|Institute||:||University of Miguel Hernández, Alicante, SPAIN|
|Programming Languages||:||PERL, GD library, BioPERL|
|Operating System||:||Linux Fedora Core 3, MS Windows 2K/XP|
|Bioinformatics Tools||:||BLAST, tRNAScan-SE|
|Duration||:||May. 2005 - Aug. 2005|
In the last ten years the use of ITS sequences for bacterial typing purposes has increased. The 16S-23S Intergenic Transcribed Spacers (ITS) are characterized by a high variability that allows performing intraspecic discrimination of very close bacterial strains. The presence of conserved regions like tRNA genes or boxes together with hyper variable regions makes the ITS a very complex sequence dificult to analyze and compare. A software to study Intergenic Transcribed Spacers by a Word Count based System (IWoCS) has been proposed.

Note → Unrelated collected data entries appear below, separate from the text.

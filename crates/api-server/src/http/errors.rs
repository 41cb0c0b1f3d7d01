use axum::Json;
use axum::http::StatusCode;
use axum::response::{IntoResponse, Response};
use query_engine::OrchestratorError;
use tracing::{error, warn};

use crate::models::{ErrorBody, ErrorResponse};

pub(super) fn bad_request_response(code: &str, message: &str) -> Response {
    error_response(StatusCode::BAD_REQUEST, code, message)
}

pub(super) fn bad_gateway_response(code: &str, message: &str) -> Response {
    error_response(StatusCode::BAD_GATEWAY, code, message)
}

pub(super) fn internal_error_response() -> Response {
    error_response(
        StatusCode::INTERNAL_SERVER_ERROR,
        "internal_error",
        "Unexpected server error",
    )
}

pub(super) fn orchestrator_error_response(err: OrchestratorError) -> Response {
    match err {
        OrchestratorError::InvalidInput => {
            bad_request_response("invalid_input", "Message cannot be empty")
        }
        OrchestratorError::Transport(err) => {
            warn!(error_type = err.kind(), "chat exchange failed upstream: {err}");
            bad_gateway_response("upstream_failure", &err.to_string())
        }
    }
}

pub(super) fn task_failure_response(err: tokio::task::JoinError) -> Response {
    error!("chat exchange task did not complete: {err}");
    internal_error_response()
}

fn error_response(status: StatusCode, code: &str, message: &str) -> Response {
    (
        status,
        Json(ErrorResponse {
            error: ErrorBody {
                code: code.to_string(),
                message: message.to_string(),
            },
        }),
    )
        .into_response()
}
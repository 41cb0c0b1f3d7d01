use std::future::Future;
use std::pin::Pin;

use thiserror::Error;

use crate::conversation::Turn;
use crate::formatter::Citation;
use crate::grounding::GroundingDescriptor;

pub type ChatTransportFuture<'a> =
    Pin<Box<dyn Future<Output = Result<ChatCompletionResponse, TransportError>> + Send + 'a>>;

#[derive(Debug, Clone)]
pub struct ChatCompletionRequest {
    pub model: String,
    pub messages: Vec<Turn>,
    pub temperature: f64,
    pub max_tokens: u32,
    pub grounding: Option<GroundingDescriptor>,
}

#[derive(Debug, Clone, Default, PartialEq, Eq)]
pub struct TokenUsage {
    pub prompt_tokens: u32,
    pub completion_tokens: u32,
    pub total_tokens: u32,
}

#[derive(Debug, Clone, Default)]
pub struct ChatCompletionResponse {
    pub model: Option<String>,
    pub request_id: Option<String>,
    pub choices: Vec<ChatChoice>,
    pub usage: Option<TokenUsage>,
}

impl ChatCompletionResponse {
    /// Single-choice response, the shape every grounded completion returns.
    pub fn from_message(message: ChatMessage) -> Self {
        Self {
            choices: vec![ChatChoice { message }],
            ..Self::default()
        }
    }
}

#[derive(Debug, Clone, Default)]
pub struct ChatChoice {
    pub message: ChatMessage,
}

#[derive(Debug, Clone, Default, PartialEq, Eq)]
pub struct ChatMessage {
    pub content: Option<String>,
    pub citations: Vec<Citation>,
}

impl ChatMessage {
    pub fn text(content: impl Into<String>) -> Self {
        Self {
            content: Some(content.into()),
            citations: Vec::new(),
        }
    }
}

#[derive(Debug, Error)]
pub enum TransportError {
    #[error("chat completion request timed out")]
    Timeout,
    #[error("chat completion service unreachable: {0}")]
    Unavailable(String),
    #[error("chat completion request rejected: {0}")]
    Unauthorized(String),
    #[error("chat completion service failed: {0}")]
    ServiceFailure(String),
    #[error("chat completion service returned an invalid payload: {0}")]
    InvalidPayload(String),
}

impl TransportError {
    pub const fn kind(&self) -> &'static str {
        match self {
            Self::Timeout => "timeout",
            Self::Unavailable(_) => "unavailable",
            Self::Unauthorized(_) => "unauthorized",
            Self::ServiceFailure(_) => "service_failure",
            Self::InvalidPayload(_) => "invalid_payload",
        }
    }
}

/// The chat-completion service as seen by the engine. Implementations own
/// their own timeout and retry policy; a returned error is final.
pub trait ChatTransport: Send + Sync {
    fn complete<'a>(&'a self, request: ChatCompletionRequest) -> ChatTransportFuture<'a>;
}
use reqwest::StatusCode;
use serde::Deserialize;
use serde_json::{Value, json};
use tracing::debug;

use super::azure_openai::{
    API_KEY_HEADER, AzureOpenAiSetupError, build_http_client, endpoint_url, parse_base_url,
    parse_provider_error,
};
use super::transport::{ChatCompletionRequest, ChatTransport, TransportError};
use crate::config::TransportConfig;
use crate::conversation::Turn;
use crate::grounding::GroundingConfig;

pub const CONNECTION_CHECK_PROMPT: &str = "Hello! Please respond with 'Connection successful!'";
const CONNECTION_CHECK_MAX_TOKENS: u32 = 50;
const SEARCH_PROBE_QUERY: &str = "zodiac";

/// Sends one ungrounded message and returns the reply text.
pub async fn check_chat_connection(
    transport: &dyn ChatTransport,
    model: &str,
) -> Result<String, TransportError> {
    let response = transport
        .complete(ChatCompletionRequest {
            model: model.to_string(),
            messages: vec![Turn::user(CONNECTION_CHECK_PROMPT)],
            temperature: 0.0,
            max_tokens: CONNECTION_CHECK_MAX_TOKENS,
            grounding: None,
        })
        .await?;

    let choice = response.choices.into_iter().next().ok_or_else(|| {
        TransportError::InvalidPayload("missing_choice".to_string())
    })?;
    Ok(choice.message.content.unwrap_or_default())
}

/// Runs a one-document query against the search index the chat service
/// grounds on, so a broken index or key shows up before the first question.
#[derive(Clone)]
pub struct SearchIndexProbe {
    client: reqwest::Client,
    api_version: String,
}

impl SearchIndexProbe {
    pub fn new(transport: &TransportConfig) -> Result<Self, AzureOpenAiSetupError> {
        Ok(Self {
            client: build_http_client(transport.timeout_ms)?,
            api_version: transport.search_api_version.clone(),
        })
    }

    /// Returns how many documents the probe query matched (0 or 1).
    pub async fn probe(&self, config: &GroundingConfig) -> Result<usize, TransportError> {
        let base = parse_base_url(&config.search_endpoint)
            .map_err(|err| TransportError::Unavailable(err.to_string()))?;
        let url = endpoint_url(
            &base,
            &["indexes", config.index_name.as_str(), "docs", "search"],
            &self.api_version,
        );
        debug!(index = config.index_name.as_str(), "probing search index");

        let response = self
            .client
            .post(url)
            .header(API_KEY_HEADER, &config.api_key)
            .json(&json!({ "search": SEARCH_PROBE_QUERY, "top": 1 }))
            .send()
            .await
            .map_err(|err| {
                if err.is_timeout() {
                    TransportError::Timeout
                } else {
                    TransportError::Unavailable(err.to_string())
                }
            })?;

        let status = response.status();
        let body = response.text().await.map_err(|err| {
            TransportError::InvalidPayload(format!("response_body_read_failed: {err}"))
        })?;

        if !status.is_success() {
            let (code, _) = parse_provider_error(&body);
            let detail = format!("status={} code={code}", status.as_u16());
            return Err(if status == StatusCode::UNAUTHORIZED || status == StatusCode::FORBIDDEN {
                TransportError::Unauthorized(detail)
            } else {
                TransportError::ServiceFailure(detail)
            });
        }

        #[derive(Deserialize)]
        struct SearchResults {
            value: Vec<Value>,
        }

        let results: SearchResults = serde_json::from_str(&body).map_err(|err| {
            TransportError::InvalidPayload(format!("response_json_parse_failed: {err}"))
        })?;
        Ok(results.value.len())
    }
}
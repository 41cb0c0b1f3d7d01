use url::Url;

use crate::config::ConfigError;

pub(crate) fn optional_trimmed<F>(lookup: &F, key: &str) -> Option<String>
where
    F: Fn(&str) -> Option<String>,
{
    lookup(key).and_then(|value| {
        let trimmed = value.trim();
        if trimmed.is_empty() {
            None
        } else {
            Some(trimmed.to_string())
        }
    })
}

/// Reads every key, reporting all missing ones together rather than stopping
/// at the first.
pub(crate) fn require_all<F, const N: usize>(
    lookup: &F,
    keys: [&str; N],
) -> Result<[String; N], ConfigError>
where
    F: Fn(&str) -> Option<String>,
{
    let values = keys.map(|key| optional_trimmed(lookup, key));
    let missing = keys
        .iter()
        .zip(values.iter())
        .filter(|(_, value)| value.is_none())
        .map(|(key, _)| (*key).to_string())
        .collect::<Vec<_>>();

    if !missing.is_empty() {
        return Err(ConfigError::MissingVars(missing));
    }

    Ok(values.map(Option::unwrap_or_default))
}

pub(crate) fn parse_u32<F>(lookup: &F, key: &str, default: u32) -> Result<u32, ConfigError>
where
    F: Fn(&str) -> Option<String>,
{
    match optional_trimmed(lookup, key) {
        Some(raw) => raw
            .parse::<u32>()
            .map_err(|_| ConfigError::ParseInt(key.to_string())),
        None => Ok(default),
    }
}

pub(crate) fn parse_u64<F>(lookup: &F, key: &str, default: u64) -> Result<u64, ConfigError>
where
    F: Fn(&str) -> Option<String>,
{
    match optional_trimmed(lookup, key) {
        Some(raw) => raw
            .parse::<u64>()
            .map_err(|_| ConfigError::ParseInt(key.to_string())),
        None => Ok(default),
    }
}

/// The value must parse as an absolute `http` or `https` URL with a host.
pub(crate) fn require_http_url(key: &str, value: &str) -> Result<(), ConfigError> {
    let url = Url::parse(value)
        .map_err(|err| ConfigError::InvalidConfiguration(format!("{key} is not a valid URL: {err}")))?;

    if !matches!(url.scheme(), "http" | "https") || url.host_str().is_none_or(str::is_empty) {
        return Err(ConfigError::InvalidConfiguration(format!(
            "{key} must be an http:// or https:// URL with a host"
        )));
    }
    Ok(())
}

A wide dataset of ITS was created (comprising 6,398 sequences) jointly with a n-mer (with n going from 5 to 10) database where all the occurrences of possible mer, describing each ITS sequence, were collected including 16,509,227 entries. The database allows to analyze ITS sequences submitted by users using a web based interface. The abundance in the database of each n-mer is given in a one-base sliding frame. The obtained profile identifies common n-mers as conserved regions (like tRNA or boxes) or rare n-mers as unique regions with corresponding taxonomic specificity. The study of the obtained profile highlights conserved or strain specific regions with a concomitant taxonomy report. Each mer could be used to retrieve the corresponding sequences for subsequent taxonomy or relationship analysis.